PROMPT:
The required result is a copy of each line below in which "struct" appears.

Dataset entries
● ● ● ● ● ● ●

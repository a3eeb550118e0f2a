//! Address-change request workflow
//!
//! Approved members may request a change to one of their registered
//! addresses. The request stores the old and new address as paired JSON
//! blobs and follows the same two-state approve/reject contract as the
//! application review: reason required on reject, optional staff note,
//! ownership checked before mutation, best-effort decision email.

use chrono::{DateTime, Utc};
use serde::{Deserialize, Serialize};
use sqlx::{FromRow, PgPool};
use uuid::Uuid;

use shared::models::address_request::{diff_addresses, FieldChange};
use shared::models::application::AddressPayload;
use shared::types::{ApplicationStatus, MemberType, PaginatedResponse, PaginationMeta};
use shared::validation;

use crate::error::{AppError, AppResult};
use crate::services::application::decode_status;
use crate::services::email::Notifier;

/// Address-change request service
#[derive(Clone)]
pub struct AddressRequestService {
    db: PgPool,
    notifier: Notifier,
}

/// Input for submitting an address-change request
#[derive(Debug, Deserialize)]
pub struct SubmitAddressRequestInput {
    pub application_id: Uuid,
    pub new_address: AddressPayload,
}

/// Input for rejecting an address-change request
#[derive(Debug, Deserialize)]
pub struct RejectAddressRequestInput {
    pub rejection_reason: String,
    pub admin_note: Option<String>,
}

/// Input for approving an address-change request
#[derive(Debug, Deserialize)]
pub struct ApproveAddressRequestInput {
    pub admin_note: Option<String>,
}

/// Query parameters for listing address-change requests
#[derive(Debug, Deserialize)]
pub struct ListAddressRequestsQuery {
    pub page: Option<u32>,
    pub limit: Option<u32>,
    pub status: Option<i16>,
}

#[derive(Debug, FromRow)]
struct AddressRequestRow {
    id: Uuid,
    application_id: Uuid,
    status: i16,
    old_address: serde_json::Value,
    new_address: serde_json::Value,
    rejection_reason: Option<String>,
    admin_note: Option<String>,
    reviewed_by: Option<Uuid>,
    reviewed_at: Option<DateTime<Utc>>,
    created_at: DateTime<Utc>,
}

/// Member-facing view of an address-change request
#[derive(Debug, Serialize)]
pub struct AddressRequestView {
    pub id: Uuid,
    pub application_id: Uuid,
    pub status: String,
    pub status_code: i16,
    pub old_address: serde_json::Value,
    pub new_address: serde_json::Value,
    pub changes: Vec<FieldChange>,
    pub rejection_reason: Option<String>,
    pub created_at: DateTime<Utc>,
}

/// Staff view, including the private note and review stamps
#[derive(Debug, Serialize)]
pub struct AdminAddressRequestView {
    #[serde(flatten)]
    pub request: AddressRequestView,
    pub admin_note: Option<String>,
    pub reviewed_by: Option<Uuid>,
    pub reviewed_at: Option<DateTime<Utc>>,
}

impl AddressRequestRow {
    fn changes(&self) -> AppResult<Vec<FieldChange>> {
        let old: AddressPayload = serde_json::from_value(self.old_address.clone())
            .map_err(|e| AppError::Internal(format!("corrupt old address blob: {}", e)))?;
        let new: AddressPayload = serde_json::from_value(self.new_address.clone())
            .map_err(|e| AppError::Internal(format!("corrupt new address blob: {}", e)))?;
        Ok(diff_addresses(&old, &new))
    }

    fn into_view(self) -> AppResult<AddressRequestView> {
        let status = decode_status(self.status)?;
        let changes = self.changes()?;
        Ok(AddressRequestView {
            id: self.id,
            application_id: self.application_id,
            status: status.as_str().to_string(),
            status_code: self.status,
            old_address: self.old_address,
            new_address: self.new_address,
            changes,
            rejection_reason: self.rejection_reason,
            created_at: self.created_at,
        })
    }

    fn into_admin_view(self) -> AppResult<AdminAddressRequestView> {
        let admin_note = self.admin_note.clone();
        let reviewed_by = self.reviewed_by;
        let reviewed_at = self.reviewed_at;
        Ok(AdminAddressRequestView {
            request: self.into_view()?,
            admin_note,
            reviewed_by,
            reviewed_at,
        })
    }
}

const REQUEST_COLUMNS: &str = "id, application_id, status, old_address, new_address, \
     rejection_reason, admin_note, reviewed_by, reviewed_at, created_at";

impl AddressRequestService {
    /// Create a new AddressRequestService instance
    pub fn new(db: PgPool, notifier: Notifier) -> Self {
        Self { db, notifier }
    }

    // ========================================================================
    // Member operations
    // ========================================================================

    /// Submit an address-change request for an approved application.
    ///
    /// The caller must own the application; the current address of the
    /// same type becomes the stored "old" blob.
    pub async fn submit(
        &self,
        user_id: Uuid,
        input: SubmitAddressRequestInput,
    ) -> AppResult<Uuid> {
        let application = sqlx::query_as::<_, (Uuid, String, i16)>(
            "SELECT user_id, member_type, status FROM applications WHERE id = $1",
        )
        .bind(input.application_id)
        .fetch_optional(&self.db)
        .await?
        .ok_or_else(|| AppError::NotFound("Application".to_string()))?;

        let (owner_id, _member_type, status_code) = application;
        if owner_id != user_id {
            return Err(AppError::InsufficientPermissions);
        }

        let status = decode_status(status_code)?;
        if status != ApplicationStatus::Approved {
            return Err(AppError::InvalidStateTransition(
                "address changes require an approved membership".to_string(),
            ));
        }

        validation::validate_thai_postal_code(&input.new_address.postal_code).map_err(|msg| {
            AppError::Validation {
                field: "postal_code".to_string(),
                message: msg.to_string(),
                message_th: "รหัสไปรษณีย์ไม่ถูกต้อง".to_string(),
            }
        })?;

        let old = sqlx::query_as::<_, (String, String, String, String, String, Option<String>, Option<String>, Option<String>)>(
            r#"
            SELECT address_line, subdistrict, district, province, postal_code, phone, fax, email
            FROM application_addresses
            WHERE application_id = $1 AND address_type = $2
            "#,
        )
        .bind(input.application_id)
        .bind(input.new_address.address_type.as_str())
        .fetch_optional(&self.db)
        .await?
        .ok_or_else(|| AppError::NotFound("Address".to_string()))?;

        let old_address = AddressPayload {
            address_type: input.new_address.address_type,
            address_line: old.0,
            subdistrict: old.1,
            district: old.2,
            province: old.3,
            postal_code: old.4,
            phone: old.5,
            fax: old.6,
            email: old.7,
        };

        if diff_addresses(&old_address, &input.new_address).is_empty() {
            return Err(AppError::Validation {
                field: "new_address".to_string(),
                message: "The new address is identical to the current one".to_string(),
                message_th: "ที่อยู่ใหม่เหมือนกับที่อยู่ปัจจุบัน".to_string(),
            });
        }

        let old_value = serde_json::to_value(&old_address)
            .map_err(|e| AppError::Internal(format!("failed to serialize address: {}", e)))?;
        let new_value = serde_json::to_value(&input.new_address)
            .map_err(|e| AppError::Internal(format!("failed to serialize address: {}", e)))?;

        let request_id = sqlx::query_scalar::<_, Uuid>(
            r#"
            INSERT INTO address_change_requests (application_id, user_id, status, old_address, new_address)
            VALUES ($1, $2, $3, $4, $5)
            RETURNING id
            "#,
        )
        .bind(input.application_id)
        .bind(user_id)
        .bind(ApplicationStatus::Pending.as_code())
        .bind(&old_value)
        .bind(&new_value)
        .fetch_one(&self.db)
        .await?;

        tracing::info!(%request_id, application_id = %input.application_id, "address-change request submitted");

        Ok(request_id)
    }

    /// List the caller's own address-change requests
    pub async fn list_owned(&self, user_id: Uuid) -> AppResult<Vec<AddressRequestView>> {
        let rows = sqlx::query_as::<_, AddressRequestRow>(&format!(
            "SELECT {} FROM address_change_requests WHERE user_id = $1 ORDER BY created_at DESC",
            REQUEST_COLUMNS
        ))
        .bind(user_id)
        .fetch_all(&self.db)
        .await?;

        rows.into_iter().map(AddressRequestRow::into_view).collect()
    }

    // ========================================================================
    // Staff operations
    // ========================================================================

    /// List address-change requests for review, with the field diff computed
    pub async fn list(
        &self,
        query: ListAddressRequestsQuery,
    ) -> AppResult<PaginatedResponse<AdminAddressRequestView>> {
        let page = query.page.unwrap_or(1).max(1);
        let limit = query.limit.unwrap_or(20).clamp(1, 100);
        let offset = (page - 1) * limit;

        let total_items = sqlx::query_scalar::<_, i64>(
            "SELECT COUNT(*) FROM address_change_requests WHERE ($1::smallint IS NULL OR status = $1)",
        )
        .bind(query.status)
        .fetch_one(&self.db)
        .await?;

        let rows = sqlx::query_as::<_, AddressRequestRow>(&format!(
            r#"
            SELECT {}
            FROM address_change_requests
            WHERE ($1::smallint IS NULL OR status = $1)
            ORDER BY created_at DESC
            LIMIT $2 OFFSET $3
            "#,
            REQUEST_COLUMNS
        ))
        .bind(query.status)
        .bind(limit as i64)
        .bind(offset as i64)
        .fetch_all(&self.db)
        .await?;

        let data = rows
            .into_iter()
            .map(AddressRequestRow::into_admin_view)
            .collect::<AppResult<Vec<_>>>()?;

        let total_pages = (total_items as f64 / limit as f64).ceil() as u32;

        Ok(PaginatedResponse {
            data,
            pagination: PaginationMeta {
                page,
                per_page: limit,
                total_items: total_items as u64,
                total_pages,
            },
        })
    }

    /// Approve a pending request and apply the new address to the
    /// application's matching address row, all in one transaction.
    pub async fn approve(
        &self,
        admin_id: Uuid,
        request_id: Uuid,
        input: ApproveAddressRequestInput,
    ) -> AppResult<()> {
        let mut tx = self.db.begin().await?;

        let row = sqlx::query_as::<_, (Uuid, i16, serde_json::Value, String)>(
            r#"
            SELECT r.application_id, r.status, r.new_address, a.email
            FROM address_change_requests r
            JOIN applications a ON a.id = r.application_id
            WHERE r.id = $1
            FOR UPDATE OF r
            "#,
        )
        .bind(request_id)
        .fetch_optional(&mut *tx)
        .await?
        .ok_or_else(|| AppError::NotFound("Address-change request".to_string()))?;

        let (application_id, status_code, new_value, applicant_email) = row;

        let status = decode_status(status_code)?;
        if !status.can_transition_to(ApplicationStatus::Approved) {
            return Err(AppError::InvalidStateTransition(format!(
                "cannot approve an address-change request in status {}",
                status.as_str()
            )));
        }

        let new_address: AddressPayload = serde_json::from_value(new_value)
            .map_err(|e| AppError::Internal(format!("corrupt new address blob: {}", e)))?;

        let updated = sqlx::query(
            r#"
            UPDATE application_addresses SET
                address_line = $3,
                subdistrict = $4,
                district = $5,
                province = $6,
                postal_code = $7,
                phone = $8,
                fax = $9,
                email = $10
            WHERE application_id = $1 AND address_type = $2
            "#,
        )
        .bind(application_id)
        .bind(new_address.address_type.as_str())
        .bind(&new_address.address_line)
        .bind(&new_address.subdistrict)
        .bind(&new_address.district)
        .bind(&new_address.province)
        .bind(&new_address.postal_code)
        .bind(&new_address.phone)
        .bind(&new_address.fax)
        .bind(&new_address.email)
        .execute(&mut *tx)
        .await?;

        if updated.rows_affected() == 0 {
            return Err(AppError::NotFound("Address".to_string()));
        }

        sqlx::query(
            r#"
            UPDATE address_change_requests SET
                status = $2,
                reviewed_by = $3,
                reviewed_at = NOW(),
                admin_note = COALESCE($4, admin_note)
            WHERE id = $1
            "#,
        )
        .bind(request_id)
        .bind(ApplicationStatus::Approved.as_code())
        .bind(admin_id)
        .bind(&input.admin_note)
        .execute(&mut *tx)
        .await?;

        tx.commit().await?;

        tracing::info!(%request_id, %application_id, "address-change request approved");

        self.notifier
            .notify_address_decision(&applicant_email, true, None);

        Ok(())
    }

    /// Reject a pending request; the reason is required and validated
    /// before anything is touched.
    pub async fn reject(
        &self,
        admin_id: Uuid,
        request_id: Uuid,
        input: RejectAddressRequestInput,
    ) -> AppResult<()> {
        validation::validate_rejection_reason(&input.rejection_reason).map_err(|_| {
            AppError::Validation {
                field: "rejection_reason".to_string(),
                message: "Rejection reason is required".to_string(),
                message_th: "กรุณาระบุเหตุผลในการปฏิเสธ".to_string(),
            }
        })?;

        let row = sqlx::query_as::<_, (i16, String)>(
            r#"
            SELECT r.status, a.email
            FROM address_change_requests r
            JOIN applications a ON a.id = r.application_id
            WHERE r.id = $1
            "#,
        )
        .bind(request_id)
        .fetch_optional(&self.db)
        .await?
        .ok_or_else(|| AppError::NotFound("Address-change request".to_string()))?;

        let (status_code, applicant_email) = row;

        let status = decode_status(status_code)?;
        if !status.can_transition_to(ApplicationStatus::Rejected) {
            return Err(AppError::InvalidStateTransition(format!(
                "cannot reject an address-change request in status {}",
                status.as_str()
            )));
        }

        sqlx::query(
            r#"
            UPDATE address_change_requests SET
                status = $2,
                rejection_reason = $3,
                reviewed_by = $4,
                reviewed_at = NOW(),
                admin_note = COALESCE($5, admin_note)
            WHERE id = $1
            "#,
        )
        .bind(request_id)
        .bind(ApplicationStatus::Rejected.as_code())
        .bind(&input.rejection_reason)
        .bind(admin_id)
        .bind(&input.admin_note)
        .execute(&self.db)
        .await?;

        tracing::info!(%request_id, "address-change request rejected");

        self.notifier.notify_address_decision(
            &applicant_email,
            false,
            Some(&input.rejection_reason),
        );

        Ok(())
    }
}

● ● ● ● ● ● ●

RESPONSE AREA:
pub struct AddressRequestService {
pub struct SubmitAddressRequestInput {
pub struct RejectAddressRequestInput {
pub struct ApproveAddressRequestInput {
pub struct ListAddressRequestsQuery {
struct AddressRequestRow {
pub struct AddressRequestView {
pub struct AdminAddressRequestView {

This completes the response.